歡喜哥的壽宴設在港城最頂級的維港酒店,燈火輝煌,觥籌交錯。
溫絮霜穿著一件紅色抹胸曳地長裙,臉上略施粉黛,將她本就明豔的五官襯得愈發大氣磅礴、風華絕代。
而站在她身旁的裴淮瑾一身黑色燕尾西裝,收緊的腰身將他筆直的長腿展露無遺。
在場的男男女女的視線都不約而同定格在兩人身上,眼神中滿是驚豔。
兩人徑直走到今日的主角歡喜哥麵前,獻上壽禮。
歡喜哥一頭花白頭發,手中柱著一根龍頭拐杖,臉上層層的皺紋擠出一抹笑。
“裴爺親自到來,真是讓我不甚歡喜啊!”
說著,輕輕遞了一個眼神給身後的人。
那人頓時會意,收下禮物:“多謝裴爺、裴太太。”
在聽清這人聲音的一瞬間,溫絮霜垂落的眼眸驟然抬起,眼神中帶著一抹驚懼。
身體開始不受控製地發抖。
她死死咬著下唇,想要止住發顫的牙關。
她死都忘不掉這個聲音!
這個人,分明就是當初綁架她的一員!
裴淮瑾很快注意到溫絮霜的異常,他不動聲色地注視著麵前的兩個人。
歡喜哥臉上的笑意一僵,飛快和身後的人交換眼神,眸底閃過一絲暗光。
“裴太太這是怎麼了?”
裴淮瑾這才施施然牽起溫絮霜的手,狀似無意回答:“小霜前陣子剛被綁架,對聲音是敏感了些。”
隨後,他轉過身擋住兩人探究的目光,故意脫下自己的外套蓋住了她發抖的身體。
感受到身後快要實質化的目光,他眼底泛起陰翳。
餌已經拋下,隻等魚兒上鉤了。
回過神來,裴淮瑾才注意到溫絮霜的手冷得可怕,漫不經心提了一嘴:
“手怎麼這麼涼?”
說著將她的手整個包裹在自己的掌心中。
溫絮霜感受著灼熱的掌心傳遞而來的熱量,腦海中塵封的記憶被驟然喚醒。
初次見麵的馬路邊,那個細心為她清理傷口的男人;
新婚夜的那個晚上,那個體貼尊重睡沙發的男人......
曾經那些被她視為兩人相知相愛的瞬間,如今卻成了糜爛在腐肉中的那根拔不出來的刺,紮得她心痛。

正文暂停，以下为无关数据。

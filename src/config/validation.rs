use crate::config::types::{Config, CrawlerConfig, OutputConfig, ScopeConfig, UserAgentConfig};
use crate::section::SectionRule;
use crate::url::matches_wildcard;
use crate::ConfigError;
use url::Url;

/// Validates the entire configuration
pub fn validate(config: &Config) -> Result<(), ConfigError> {
    validate_crawler_config(&config.crawler)?;
    validate_user_agent_config(&config.user_agent)?;
    validate_scope(&config.scope)?;
    validate_output_config(&config.output)?;
    validate_section_rules(&config.section_rules)?;
    Ok(())
}

/// Validates crawler configuration
fn validate_crawler_config(config: &CrawlerConfig) -> Result<(), ConfigError> {
    if config.request_timeout_secs < 1 {
        return Err(ConfigError::Validation(format!(
            "request_timeout_secs must be >= 1, got {}",
            config.request_timeout_secs
        )));
    }

    if config.max_retries > 10 {
        return Err(ConfigError::Validation(format!(
            "max_retries must be <= 10, got {}",
            config.max_retries
        )));
    }

    Ok(())
}

/// Validates user agent configuration
fn validate_user_agent_config(config: &UserAgentConfig) -> Result<(), ConfigError> {
    // Validate crawler name: non-empty, alphanumeric + hyphens only
    if config.crawler_name.is_empty() {
        return Err(ConfigError::Validation(
            "crawler_name cannot be empty".to_string(),
        ));
    }

    if !config
        .crawler_name
        .chars()
        .all(|c| c.is_alphanumeric() || c == '-')
    {
        return Err(ConfigError::Validation(format!(
            "crawler_name must contain only alphanumeric characters and hyphens, got '{}'",
            config.crawler_name
        )));
    }

    if config.crawler_version.trim().is_empty() {
        return Err(ConfigError::Validation(
            "crawler_version cannot be empty".to_string(),
        ));
    }

    if let Some(contact_url) = &config.contact_url {
        Url::parse(contact_url)
            .map_err(|e| ConfigError::InvalidUrl(format!("Invalid contact_url: {}", e)))?;
    }

    if let Some(contact_email) = &config.contact_email {
        validate_email(contact_email)?;
    }

    Ok(())
}

/// Validates the crawl scope: seeds and the host allow-list
///
/// An empty seed list or an empty allow-list is fatal, and so is a seed that the
/// allow-list would never let the crawler fetch.
pub fn validate_scope(scope: &ScopeConfig) -> Result<(), ConfigError> {
    if scope.seed_urls.is_empty() {
        return Err(ConfigError::Validation(
            "seed_urls must contain at least one URL".to_string(),
        ));
    }

    if scope.allowed_domains.is_empty() {
        return Err(ConfigError::Validation(
            "allowed_domains must contain at least one domain".to_string(),
        ));
    }

    for pattern in &scope.allowed_domains {
        validate_domain_pattern(pattern)?;
    }

    for seed in &scope.seed_urls {
        let url = Url::parse(seed)
            .map_err(|e| ConfigError::InvalidUrl(format!("Invalid seed URL '{}': {}", seed, e)))?;

        if url.scheme() != "http" && url.scheme() != "https" {
            return Err(ConfigError::InvalidUrl(format!(
                "Seed URL '{}' must use http or https",
                seed
            )));
        }

        let host = url
            .host_str()
            .map(|h| h.to_lowercase())
            .ok_or_else(|| ConfigError::InvalidUrl(format!("Seed URL '{}' has no host", seed)))?;

        if !scope
            .allowed_domains
            .iter()
            .any(|pattern| matches_wildcard(pattern, &host))
        {
            return Err(ConfigError::Validation(format!(
                "Seed URL '{}' is outside allowed_domains",
                seed
            )));
        }
    }

    Ok(())
}

/// Validates output configuration
fn validate_output_config(config: &OutputConfig) -> Result<(), ConfigError> {
    if config.records_path.is_empty() {
        return Err(ConfigError::Validation(
            "records_path cannot be empty".to_string(),
        ));
    }

    if matches!(&config.failures_path, Some(path) if path.is_empty()) {
        return Err(ConfigError::Validation(
            "failures_path cannot be empty when set".to_string(),
        ));
    }

    Ok(())
}

/// Validates configured section rules
fn validate_section_rules(rules: &[SectionRule]) -> Result<(), ConfigError> {
    for rule in rules {
        if rule.pattern.is_empty() {
            return Err(ConfigError::Validation(format!(
                "section rule for label '{}' has an empty pattern",
                rule.label
            )));
        }

        if rule.label.trim().is_empty() {
            return Err(ConfigError::Validation(format!(
                "section rule for pattern '{}' has an empty label",
                rule.pattern
            )));
        }
    }

    Ok(())
}

/// Validates a domain pattern (supports wildcards)
fn validate_domain_pattern(pattern: &str) -> Result<(), ConfigError> {
    if pattern.is_empty() {
        return Err(ConfigError::InvalidPattern(
            "Domain pattern cannot be empty".to_string(),
        ));
    }

    match pattern.strip_prefix("*.") {
        Some(domain) => validate_domain_string(domain),
        None => validate_domain_string(pattern),
    }
}

/// Validates a domain string (without wildcard prefix)
fn validate_domain_string(domain: &str) -> Result<(), ConfigError> {
    if domain.is_empty() {
        return Err(ConfigError::InvalidPattern(
            "Domain cannot be empty".to_string(),
        ));
    }

    if !domain
        .chars()
        .all(|c| c.is_ascii_alphanumeric() || c == '.' || c == '-')
    {
        return Err(ConfigError::InvalidPattern(format!(
            "Domain '{}' contains invalid characters",
            domain
        )));
    }

    if domain.starts_with('.')
        || domain.ends_with('.')
        || domain.starts_with('-')
        || domain.ends_with('-')
    {
        return Err(ConfigError::InvalidPattern(format!(
            "Domain '{}' cannot start or end with '.' or '-'",
            domain
        )));
    }

    if domain.contains("..") {
        return Err(ConfigError::InvalidPattern(format!(
            "Domain '{}' cannot contain consecutive dots",
            domain
        )));
    }

    if domain != "localhost" && !domain.contains('.') {
        return Err(ConfigError::InvalidPattern(format!(
            "Domain '{}' must contain at least one dot (e.g., 'example.edu')",
            domain
        )));
    }

    Ok(())
}

/// Basic email validation
fn validate_email(email: &str) -> Result<(), ConfigError> {
    let Some((local, domain)) = email.split_once('@') else {
        return Err(ConfigError::Validation(format!(
            "Invalid email format: '{}'",
            email
        )));
    };

    if local.is_empty() || domain.is_empty() || domain.contains('@') {
        return Err(ConfigError::Validation(format!(
            "Invalid email format: '{}'",
            email
        )));
    }

    if !domain.contains('.') {
        return Err(ConfigError::Validation(format!(
            "Invalid email domain: '{}'",
            email
        )));
    }

    Ok(())
}
//! Typed queries over a parsed HTML document

use scraper::{ElementRef, Html};

/// A parsed HTML page
///
/// All lookups walk the attached document tree in document order, so elements
/// removed by [`PageDocument::without_elements`] are never returned from the copy.
#[derive(Debug, Clone)]
pub struct PageDocument {
    html: Html,
}

impl PageDocument {
    /// Parses an HTML document
    ///
    /// html5ever recovers from any malformed input, so parsing itself cannot fail.
    pub fn parse(html: &str) -> Self {
        Self {
            html: Html::parse_document(html),
        }
    }

    /// The `<html>` element
    pub fn root(&self) -> ElementRef<'_> {
        self.html.root_element()
    }

    /// All elements in document order
    pub fn elements(&self) -> impl Iterator<Item = ElementRef<'_>> {
        self.root().descendants().filter_map(ElementRef::wrap)
    }

    /// First element with the given tag name
    pub fn first_element(&self, tag: &str) -> Option<ElementRef<'_>> {
        self.elements().find(|el| el.value().name() == tag)
    }

    /// First element whose `id` attribute equals `id`
    pub fn element_by_id(&self, id: &str) -> Option<ElementRef<'_>> {
        self.elements().find(|el| el.value().id() == Some(id))
    }

    /// The `<body>` element, if any
    pub fn body(&self) -> Option<ElementRef<'_>> {
        self.first_element("body")
    }

    /// Every `<a>` element carrying an `href` attribute, paired with that attribute
    pub fn anchors(&self) -> impl Iterator<Item = (ElementRef<'_>, &str)> {
        self.elements()
            .filter(|el| el.value().name() == "a")
            .filter_map(|el| el.value().attr("href").map(|href| (el, href)))
    }

    /// Returns a copy with every element of the given tag names detached
    ///
    /// Descendants of a removed element go with it. `self` is left untouched.
    pub fn without_elements(&self, tags: &[&str]) -> PageDocument {
        let mut html = self.html.clone();

        let doomed: Vec<_> = html
            .tree
            .root()
            .descendants()
            .filter(|node| {
                node.value()
                    .as_element()
                    .is_some_and(|el| tags.contains(&el.name()))
            })
            .map(|node| node.id())
            .collect();

        for id in doomed {
            if let Some(mut node) = html.tree.get_mut(id) {
                node.detach();
            }
        }

        PageDocument { html }
    }
}

/// Joins the text nodes under `element` and collapses whitespace
///
/// Adjacent text runs are separated by a space before collapsing, so the result
/// never holds two consecutive spaces or leading/trailing whitespace.
pub fn collapsed_text(element: ElementRef<'_>) -> String {
    element
        .text()
        .flat_map(str::split_whitespace)
        .collect::<Vec<_>>()
        .join(" ")
}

溫絮霜使勁從裴淮瑾掌心中抽出自己的手,雙肩將他的西裝外套抖落,眼神似是寒潭不帶一絲溫度:“那個男人......是其中的一名綁匪!”
他神色平靜如常:“小霜,綁匪已經被警方全部抓住了。”
溫絮霜眼神銳利如刀冷笑出聲:“是嗎?”
她還想說些什麼,卻發現裴淮瑾有些心不在焉,視線一直若有若無盯著歡喜哥的方向。
她話語一塞,心頭一跳,腦海中將剛剛幾人的對話和神色複盤了一遍,臉色變得煞白。
“你是故意的!故意——”
故意讓她發現那個綁匪露出破綻的!
溫絮霜話音未落,就見到裴淮瑾驟然神色大變,身體像是離弦的箭一般衝了出去。
“依依!”
他低吼著一個轉身將懷中的人護在身下,替她擋住了那個重重落下的酒瓶!
“砰——”
一道清脆的酒瓶墜地聲響起。
溫絮霜轉過頭去,心臟緩緩一沉。
隻見鮮血順著裴淮瑾的額間緩緩淌下,酒瓶碎片深深地紮在他脖頸上。
他卻毫不在意,滿心滿眼都是懷中的溫傾依。
“幸好你沒事。”
溫傾依像是被嚇傻了,聽到他的話才回過神來,頓時整個人哭著撲進了他的懷裏。
“裴爺,你這是做什麼?”
說話的是剛抵達的黑幫二把手,他神色囂張,指著溫傾依說道,“這女人弄濕了我的衣服,按規矩,我送她一瓶酒算是客氣了。”
裴淮瑾鬆開溫傾依,不著痕跡地按下撥號鍵,然後淡然地轉過身似是什麼都沒發生一般。
“給我個麵子,如何?”
遠處的歡喜哥目光幽深地望著這一幕,衝著黑幫二把手微不可查地搖搖頭,同時暗暗做了一個手勢。
黑幫二把手見狀大笑出聲:“麵子?裴淮瑾,你以為你算老幾啊?”
說著,眼神瞬間狠厲,一揚手吩咐,“給我上!”
話音落下的瞬間,門外響起刺耳的警笛聲。
整個會場頓時亂作一團!
港城警方破門而入。
“全部舉起手來!”
歡喜哥和手下人們頓時臉色驟變。
所有人不是反抗就是逃竄,整個局麵一片混亂,到處充斥著奔跑的人影和尖叫聲。
裴淮瑾滿臉焦急地尋找著溫傾依的下落。
“啊——淮瑾哥,救我——”
溫絮霜小心地避開混戰區時,意外聽到溫傾依的哭喊聲。
她還沒反應過來,身體就被裴淮瑾猛地一推!不受控製的撞上那個綁匪!
正在這時,裴淮瑾一把將溫傾依從那個男人懷裏拉出。
下一秒,溫絮霜的脖頸處多了一把匕首,一絲血痕從嬌嫩的皮膚中滲出。
“你若是再敢上前一步,我就殺了她!”
他腳步一頓。
溫絮霜望著裴淮瑾眼底的冰冷才意識到,裴淮瑾是故意將自己推入火坑的!
就為了救出他的心上人溫傾依!
她唇角浮出一抹極致的悲涼,他當真是把她這個靶子物盡其用啊!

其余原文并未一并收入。